## Required work
Count up the lines of the data below that contain the string "SpanningTreeWitness", then give only the total.

Dataset entries

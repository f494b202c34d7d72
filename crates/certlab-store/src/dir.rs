//! Directory-backed instance store: one pretty JSON file per instance.

use std::fs;
use std::io::{ErrorKind, Write};
use std::path::{Path, PathBuf};

use certlab_kernel::{Instance, InstanceId};
use tempfile::NamedTempFile;
use tracing::{debug, warn};

use crate::{InstanceStore, PutOutcome, StoreError};

const RECORD_EXTENSION: &str = "json";

#[derive(Debug, Clone)]
pub struct DirStore {
    root: PathBuf,
}

impl DirStore {
    /// Open a store rooted at `root`, creating the directory if needed.
    pub fn create(root: impl Into<PathBuf>) -> Result<Self, StoreError> {
        let root = root.into();
        fs::create_dir_all(&root).map_err(|e| StoreError::io(&root, e))?;
        Ok(Self { root })
    }

    /// Open an existing store directory.
    pub fn open(root: impl Into<PathBuf>) -> Result<Self, StoreError> {
        let root = root.into();
        let meta = fs::metadata(&root).map_err(|e| StoreError::io(&root, e))?;
        if !meta.is_dir() {
            return Err(StoreError::io(
                &root,
                std::io::Error::new(ErrorKind::InvalidInput, "store root is not a directory"),
            ));
        }
        Ok(Self { root })
    }

    pub fn root(&self) -> &Path {
        &self.root
    }

    /// File that holds (or would hold) the record for `id`.
    pub fn path_for(&self, id: &InstanceId) -> PathBuf {
        self.root.join(format!("{id}.{RECORD_EXTENSION}"))
    }

    fn write_new(&self, path: &Path, bytes: &[u8]) -> Result<(), StoreError> {
        let mut tmp = NamedTempFile::new_in(&self.root).map_err(|e| StoreError::io(&self.root, e))?;
        tmp.write_all(bytes)
            .and_then(|()| tmp.as_file().sync_all())
            .map_err(|e| StoreError::io(tmp.path(), e))?;
        // The temporary file is removed on every error path when `tmp` drops.
        tmp.persist_noclobber(path)
            .map_err(|e| StoreError::io(path, e.error))?;
        Ok(())
    }
}

impl InstanceStore for DirStore {
    fn put(&mut self, instance: &Instance) -> Result<PutOutcome, StoreError> {
        let encoded = instance.to_json_pretty().map_err(|source| StoreError::Encode {
            id: instance.id.to_string(),
            source,
        })?;
        let path = self.path_for(&instance.id);
        match fs::read(&path) {
            Ok(existing) if existing == encoded.as_bytes() => {
                debug!(id = %instance.id, "identical instance already stored");
                return Ok(PutOutcome::Unchanged);
            }
            Ok(_) => {
                warn!(id = %instance.id, path = %path.display(), "refusing to overwrite instance");
                return Err(StoreError::Conflict {
                    id: instance.id.to_string(),
                });
            }
            Err(e) if e.kind() == ErrorKind::NotFound => {}
            Err(e) => return Err(StoreError::io(&path, e)),
        }
        self.write_new(&path, encoded.as_bytes())?;
        debug!(id = %instance.id, path = %path.display(), "instance written");
        Ok(PutOutcome::Written)
    }

    fn get(&self, id: &InstanceId) -> Result<Instance, StoreError> {
        let path = self.path_for(id);
        let instance = match load_instance_file(&path) {
            Err(StoreError::Io { source, .. }) if source.kind() == ErrorKind::NotFound => {
                return Err(StoreError::NotFound { id: id.to_string() })
            }
            other => other?,
        };
        if &instance.id != id {
            return Err(StoreError::Decode {
                location: path.display().to_string(),
                source: certlab_kernel::KernelError::CorruptInstance {
                    id: instance.id.to_string(),
                    reason: format!("record is stored under id '{id}'"),
                },
            });
        }
        Ok(instance)
    }

    fn contains(&self, id: &InstanceId) -> Result<bool, StoreError> {
        match fs::metadata(self.path_for(id)) {
            Ok(meta) => Ok(meta.is_file()),
            Err(e) if e.kind() == ErrorKind::NotFound => Ok(false),
            Err(e) => Err(StoreError::io(self.path_for(id), e)),
        }
    }

    fn ids(&self) -> Result<Vec<InstanceId>, StoreError> {
        let entries = fs::read_dir(&self.root).map_err(|e| StoreError::io(&self.root, e))?;
        let mut ids = Vec::new();
        for entry in entries {
            let entry = entry.map_err(|e| StoreError::io(&self.root, e))?;
            let path = entry.path();
            if !entry.file_type().map_err(|e| StoreError::io(&path, e))?.is_file() {
                continue;
            }
            if path.extension().and_then(|ext| ext.to_str()) != Some(RECORD_EXTENSION) {
                continue;
            }
            // Leftover temporary files and foreign names are not records.
            let Some(id) = path
                .file_stem()
                .and_then(|stem| stem.to_str())
                .and_then(|stem| InstanceId::parse(stem).ok())
            else {
                continue;
            };
            ids.push(id);
        }
        ids.sort();
        Ok(ids)
    }
}

/// Read and integrity-check a single instance file anywhere on disk.
pub fn load_instance_file(path: &Path) -> Result<Instance, StoreError> {
    let text = fs::read_to_string(path).map_err(|e| StoreError::io(path, e))?;
    Instance::from_json(&text).map_err(|source| StoreError::Decode {
        location: path.display().to_string(),
        source,
    })
}
//! `certlab generate`

use std::fs;
use std::path::Path;

use certlab_gen::{planted_certificates, write_batch, GenerateError, GeneratorConfig, GraphModel};
use certlab_kernel::parse_timestamp;
use certlab_store::DirStore;
use chrono::{DateTime, TimeZone, Utc};
use miette::{Context, IntoDiagnostic};
use tracing::{info, warn};

use crate::cli::{GenerateArgs, ModelArg};
use crate::commands::helpers::{read_text, write_json_report};

/// Environment variable honoured for reproducible timestamps.
const SOURCE_DATE_EPOCH: &str = "SOURCE_DATE_EPOCH";

const DEFAULT_EDGE_PROBABILITY: f64 = 0.5;

pub(crate) fn run_generate_command(args: GenerateArgs) -> miette::Result<()> {
    let config = config_from_args(&args, std::env::var(SOURCE_DATE_EPOCH).ok().as_deref())?;
    config.validate().into_diagnostic()?;
    let context = || format!("Generation into {} failed", args.store.display());
    let mut store = DirStore::create(&args.store)
        .map_err(GenerateError::Write)
        .into_diagnostic()
        .wrap_err_with(context)?;
    let report = write_batch(&config, &mut store)
        .into_diagnostic()
        .wrap_err_with(context)?;

    for entry in &report.instances {
        println!("{}  payload_sha256={}", entry.id, entry.payload_sha256);
    }
    println!(
        "Generated {} instances ({} written, {} unchanged) in {}",
        report.instances.len(),
        report.written,
        report.unchanged,
        store.root().display()
    );

    if let Some(dir) = &args.certificates {
        write_planted_certificates(&config, dir)?;
    }
    if let Some(path) = &args.json_report {
        write_json_report(path, &report)?;
        println!("JSON report written to {}", path.display());
    }
    Ok(())
}

fn write_planted_certificates(config: &GeneratorConfig, dir: &Path) -> miette::Result<()> {
    let certificates = planted_certificates(config).into_diagnostic()?;
    if certificates.is_empty() {
        warn!(
            model = config.model.name(),
            "model plants no structure; no certificates written"
        );
        return Ok(());
    }
    fs::create_dir_all(dir)
        .into_diagnostic()
        .wrap_err_with(|| format!("Failed to create {}", dir.display()))?;
    for certificate in &certificates {
        let path = dir.join(format!("{}.clique.json", certificate.instance_id));
        fs::write(&path, certificate.to_json_pretty().into_diagnostic()?)
            .into_diagnostic()
            .wrap_err_with(|| format!("Failed to write {}", path.display()))?;
    }
    info!(count = certificates.len(), dir = %dir.display(), "planted certificates written");
    println!(
        "Wrote {} planted-clique certificates to {}",
        certificates.len(),
        dir.display()
    );
    Ok(())
}

/// Build the batch configuration from flags or a `--config` file.
///
/// `source_date_epoch` is the raw `SOURCE_DATE_EPOCH` value, if set.
pub(crate) fn config_from_args(
    args: &GenerateArgs,
    source_date_epoch: Option<&str>,
) -> miette::Result<GeneratorConfig> {
    let explicit_created_at = args
        .created_at
        .as_deref()
        .map(|raw| {
            parse_timestamp(raw)
                .ok_or_else(|| miette::miette!("--created-at '{raw}' is not an RFC 3339 timestamp"))
        })
        .transpose()?;

    if let Some(path) = &args.config {
        let text = read_text(path, "generator configuration")?;
        let mut config = GeneratorConfig::from_json(&text)
            .into_diagnostic()
            .wrap_err_with(|| format!("Invalid configuration file {}", path.display()))?;
        if let Some(created_at) = explicit_created_at {
            config.created_at = created_at;
        }
        return Ok(config);
    }

    let edge_probability = args.edge_probability.unwrap_or(DEFAULT_EDGE_PROBABILITY);
    let model = match args.model.unwrap_or(ModelArg::Gnp) {
        ModelArg::Gnp => GraphModel::Gnp { edge_probability },
        ModelArg::Gnm => GraphModel::Gnm {
            edges: args
                .edges
                .ok_or_else(|| miette::miette!("--edges is required for --model gnm"))?,
        },
        ModelArg::PlantedClique => GraphModel::PlantedClique {
            edge_probability,
            clique_size: args.clique_size.ok_or_else(|| {
                miette::miette!("--clique-size is required for --model planted-clique")
            })?,
        },
    };
    let created_at = match explicit_created_at {
        Some(at) => at,
        None => default_created_at(source_date_epoch)?,
    };
    let (Some(count), Some(vertices), Some(seed)) = (args.count, args.vertices, args.seed) else {
        miette::bail!("--count, --vertices and --seed are required without --config");
    };
    Ok(GeneratorConfig {
        count,
        vertices,
        seed,
        model,
        created_at,
    })
}

fn default_created_at(source_date_epoch: Option<&str>) -> miette::Result<DateTime<Utc>> {
    let seconds = match source_date_epoch {
        Some(raw) => raw.trim().parse::<i64>().into_diagnostic().wrap_err_with(|| {
            format!("{SOURCE_DATE_EPOCH}='{raw}' is not a number of seconds")
        })?,
        None => Utc::now().timestamp(),
    };
    Utc.timestamp_opt(seconds, 0)
        .single()
        .ok_or_else(|| miette::miette!("timestamp {seconds} is out of range"))
}
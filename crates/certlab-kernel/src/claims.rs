//! Witness schemas and checkers for graph claims.
//!
//! Each claim decodes its witness into a typed shape first. A witness that
//! does not fit the shape is a malformed certificate; a witness that fits but
//! names bad vertices, non-edges or too few elements refutes the claim.
//! Every checker runs in at most `O(s^2 log m)` for a witness of size `s`.

use std::collections::HashSet;

use serde::de::DeserializeOwned;
use serde::Deserialize;

use crate::certificate::{Certificate, ClaimType};
use crate::graph::Graph;
use crate::verify::{Verdict, VerifyError};

#[derive(Debug, Deserialize)]
#[serde(deny_unknown_fields)]
struct EdgeWitness {
    edge: [u64; 2],
}

#[derive(Debug, Deserialize)]
#[serde(deny_unknown_fields)]
struct VertexSetWitness {
    vertices: Vec<u64>,
}

#[derive(Debug, Deserialize)]
#[serde(deny_unknown_fields)]
struct ColoringWitness {
    colors: Vec<u64>,
}

#[derive(Debug, Deserialize)]
#[serde(deny_unknown_fields)]
struct SpanningTreeWitness {
    spanning_tree: Vec<[u64; 2]>,
}

#[derive(Debug, Deserialize)]
#[serde(deny_unknown_fields)]
struct CycleWitness {
    cycle: Vec<u64>,
}

/// Check a certificate's claim against a graph.
pub fn check_graph_claim(graph: &Graph, certificate: &Certificate) -> Result<Verdict, VerifyError> {
    let claim = certificate.claim_type;
    let bound = claim_bound(claim, certificate.bound)?;
    let witness = &certificate.witness;

    let outcome = match claim {
        ClaimType::HasEdge => {
            let w: EdgeWitness = decode_witness(claim, witness)?;
            check_has_edge(graph, w.edge)
        }
        ClaimType::IndependentSet => {
            let w: VertexSetWitness = decode_witness(claim, witness)?;
            check_independent_set(graph, &w.vertices, bound)
        }
        ClaimType::Clique => {
            let w: VertexSetWitness = decode_witness(claim, witness)?;
            check_clique(graph, &w.vertices, bound)
        }
        ClaimType::VertexCover => {
            let w: VertexSetWitness = decode_witness(claim, witness)?;
            check_vertex_cover(graph, &w.vertices, bound)
        }
        ClaimType::ProperColoring => {
            let w: ColoringWitness = decode_witness(claim, witness)?;
            check_proper_coloring(graph, &w.colors, bound)
        }
        ClaimType::Connected => {
            let w: SpanningTreeWitness = decode_witness(claim, witness)?;
            check_connected(graph, &w.spanning_tree)
        }
        ClaimType::OddCycle => {
            let w: CycleWitness = decode_witness(claim, witness)?;
            check_odd_cycle(graph, &w.cycle)
        }
        ClaimType::HamiltonianCycle => {
            let w: CycleWitness = decode_witness(claim, witness)?;
            check_hamiltonian_cycle(graph, &w.cycle)
        }
    };

    Ok(match outcome {
        Ok(()) => Verdict::Holds,
        Err(reason) => Verdict::Refuted(reason),
    })
}

/// Bounded claims need a bound and unbounded claims must not carry one.
/// Returns the bound, or 0 for unbounded claims.
fn claim_bound(claim: ClaimType, bound: Option<u64>) -> Result<u64, VerifyError> {
    match (claim.takes_bound(), bound) {
        (true, Some(k)) => Ok(k),
        (true, None) => Err(VerifyError::malformed(format!(
            "claim '{claim}' requires an integer bound"
        ))),
        (false, Some(_)) => Err(VerifyError::malformed(format!(
            "claim '{claim}' does not take a bound"
        ))),
        (false, None) => Ok(0),
    }
}

fn decode_witness<T: DeserializeOwned>(
    claim: ClaimType,
    witness: &serde_json::Value,
) -> Result<T, VerifyError> {
    T::deserialize(witness).map_err(|e| {
        VerifyError::malformed(format!("witness does not match the '{claim}' schema: {e}"))
    })
}

fn vertex(graph: &Graph, raw: u64) -> Result<u32, String> {
    u32::try_from(raw)
        .ok()
        .filter(|v| *v < graph.vertices)
        .ok_or_else(|| {
            format!(
                "vertex {raw} is out of range (graph has {} vertices)",
                graph.vertices
            )
        })
}

/// Resolve a witness vertex list into distinct in-range vertices, in order.
fn distinct_vertices(graph: &Graph, raw: &[u64]) -> Result<Vec<u32>, String> {
    let mut seen = HashSet::with_capacity(raw.len());
    let mut out = Vec::with_capacity(raw.len());
    for &r in raw {
        let v = vertex(graph, r)?;
        if !seen.insert(v) {
            return Err(format!("vertex {v} is listed more than once"));
        }
        out.push(v);
    }
    Ok(out)
}

fn check_has_edge(graph: &Graph, edge: [u64; 2]) -> Result<(), String> {
    let u = vertex(graph, edge[0])?;
    let v = vertex(graph, edge[1])?;
    if graph.has_edge(u, v) {
        Ok(())
    } else {
        Err(format!("({u}, {v}) is not an edge of the graph"))
    }
}

fn check_independent_set(graph: &Graph, raw: &[u64], bound: u64) -> Result<(), String> {
    let set = distinct_vertices(graph, raw)?;
    if (set.len() as u64) < bound {
        return Err(format!(
            "independent set has {} vertices, fewer than the claimed {bound}",
            set.len()
        ));
    }
    let members: HashSet<u32> = set.into_iter().collect();
    if let Some((u, v)) = graph
        .edges
        .iter()
        .find(|(u, v)| members.contains(u) && members.contains(v))
    {
        return Err(format!("vertices {u} and {v} are adjacent"));
    }
    Ok(())
}

fn check_clique(graph: &Graph, raw: &[u64], bound: u64) -> Result<(), String> {
    let set = distinct_vertices(graph, raw)?;
    if (set.len() as u64) < bound {
        return Err(format!(
            "clique has {} vertices, fewer than the claimed {bound}",
            set.len()
        ));
    }
    for (i, &u) in set.iter().enumerate() {
        for &v in &set[i + 1..] {
            if !graph.has_edge(u, v) {
                return Err(format!("vertices {u} and {v} are not adjacent"));
            }
        }
    }
    Ok(())
}

fn check_vertex_cover(graph: &Graph, raw: &[u64], bound: u64) -> Result<(), String> {
    let set = distinct_vertices(graph, raw)?;
    if set.len() as u64 > bound {
        return Err(format!(
            "vertex cover has {} vertices, more than the claimed {bound}",
            set.len()
        ));
    }
    let members: HashSet<u32> = set.into_iter().collect();
    if let Some((u, v)) = graph
        .edges
        .iter()
        .find(|(u, v)| !members.contains(u) && !members.contains(v))
    {
        return Err(format!("edge ({u}, {v}) is not covered"));
    }
    Ok(())
}

fn check_proper_coloring(graph: &Graph, colors: &[u64], bound: u64) -> Result<(), String> {
    if colors.len() as u64 != u64::from(graph.vertices) {
        return Err(format!(
            "coloring assigns {} colors but the graph has {} vertices",
            colors.len(),
            graph.vertices
        ));
    }
    if let Some((v, c)) = colors.iter().enumerate().find(|(_, c)| **c >= bound) {
        return Err(format!(
            "vertex {v} uses color {c}, outside the claimed palette 0..{bound}"
        ));
    }
    if let Some((u, v)) = graph
        .edges
        .iter()
        .find(|(u, v)| colors[*u as usize] == colors[*v as usize])
    {
        return Err(format!(
            "edge ({u}, {v}) joins two vertices of color {}",
            colors[*u as usize]
        ));
    }
    Ok(())
}

fn check_connected(graph: &Graph, tree: &[[u64; 2]]) -> Result<(), String> {
    if graph.vertices == 0 {
        return Err("the empty graph has no spanning tree".into());
    }
    let expected = graph.vertices as usize - 1;
    if tree.len() != expected {
        return Err(format!(
            "spanning tree has {} edges, expected exactly {expected}",
            tree.len()
        ));
    }
    let mut components = DisjointSets::new(graph.vertices as usize);
    for pair in tree {
        let u = vertex(graph, pair[0])?;
        let v = vertex(graph, pair[1])?;
        if !graph.has_edge(u, v) {
            return Err(format!("({u}, {v}) is not an edge of the graph"));
        }
        if !components.union(u as usize, v as usize) {
            return Err(format!("edge ({u}, {v}) closes a cycle in the spanning tree"));
        }
    }
    // n-1 acyclic edges on n vertices always form a spanning tree.
    Ok(())
}

fn check_cycle_edges(graph: &Graph, cycle: &[u32]) -> Result<(), String> {
    for (i, &u) in cycle.iter().enumerate() {
        let v = cycle[(i + 1) % cycle.len()];
        if !graph.has_edge(u, v) {
            return Err(format!("cycle step ({u}, {v}) is not an edge of the graph"));
        }
    }
    Ok(())
}

fn check_odd_cycle(graph: &Graph, raw: &[u64]) -> Result<(), String> {
    if raw.len() < 3 {
        return Err(format!(
            "cycle has {} vertices; a cycle needs at least 3",
            raw.len()
        ));
    }
    if raw.len() % 2 == 0 {
        return Err(format!("cycle length {} is even", raw.len()));
    }
    let cycle = distinct_vertices(graph, raw)?;
    check_cycle_edges(graph, &cycle)
}

fn check_hamiltonian_cycle(graph: &Graph, raw: &[u64]) -> Result<(), String> {
    if graph.vertices < 3 {
        return Err(format!(
            "a graph with {} vertices has no Hamiltonian cycle",
            graph.vertices
        ));
    }
    if raw.len() != graph.vertices as usize {
        return Err(format!(
            "cycle visits {} vertices but the graph has {}",
            raw.len(),
            graph.vertices
        ));
    }
    let cycle = distinct_vertices(graph, raw)?;
    check_cycle_edges(graph, &cycle)
}

/// Union-find over `0..n` with path halving and union by size.
struct DisjointSets {
    parent: Vec<usize>,
    size: Vec<usize>,
}

impl DisjointSets {
    fn new(n: usize) -> Self {
        Self {
            parent: (0..n).collect(),
            size: vec![1; n],
        }
    }

    fn find(&mut self, mut x: usize) -> usize {
        while self.parent[x] != x {
            self.parent[x] = self.parent[self.parent[x]];
            x = self.parent[x];
        }
        x
    }

    /// Merge the sets of `a` and `b`; `false` when they were already joined.
    fn union(&mut self, a: usize, b: usize) -> bool {
        let (mut ra, mut rb) = (self.find(a), self.find(b));
        if ra == rb {
            return false;
        }
        if self.size[ra] < self.size[rb] {
            std::mem::swap(&mut ra, &mut rb);
        }
        self.parent[rb] = ra;
        self.size[ra] += self.size[rb];
        true
    }
}
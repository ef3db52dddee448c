// src/commands/ls.rs
use crate::commands::{Command, CommandContext, CommandResult};
use crate::fs::NodeKind;

pub struct LsCommand;

const USAGE: &str = "ls [-a] [file ...]";

impl Command for LsCommand {
    fn name(&self) -> &'static str {
        "ls"
    }

    fn execute(&self, ctx: CommandContext<'_>) -> CommandResult {
        if let Some(flag) = ctx.first_illegal_flag(&['a']) {
            return CommandResult::illegal_option("ls", flag, USAGE);
        }
        let show_hidden = ctx.flags.contains(&'a');

        let mut paths = ctx.args.clone();
        if paths.is_empty() {
            paths.push(".".to_string());
        }
        let with_headers = paths.len() > 1;

        let mut stdout = String::new();
        let mut stderr = String::new();
        let mut exit_code = 0;

        for path in &paths {
            let Some(id) = ctx.vfs.get_file(path) else {
                stderr.push_str(&format!("ls: {}: no such file or directory\n", path));
                exit_code = 1;
                continue;
            };

            let node = ctx.vfs.node(id);
            if node.kind() == NodeKind::File {
                stdout.push_str(&format!("{}\n", node.name()));
                continue;
            }

            if with_headers {
                stdout.push_str(&format!("{}:\n", node.name()));
            }
            let names: Vec<&str> = node
                .child_names()
                .into_iter()
                .filter(|name| show_hidden || !name.starts_with('.'))
                .collect();
            if !names.is_empty() {
                stdout.push_str(&names.join("\t"));
                stdout.push('\n');
            }
        }

        CommandResult::with_exit_code(stdout, stderr, exit_code)
    }
}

## Solution to the exercise
2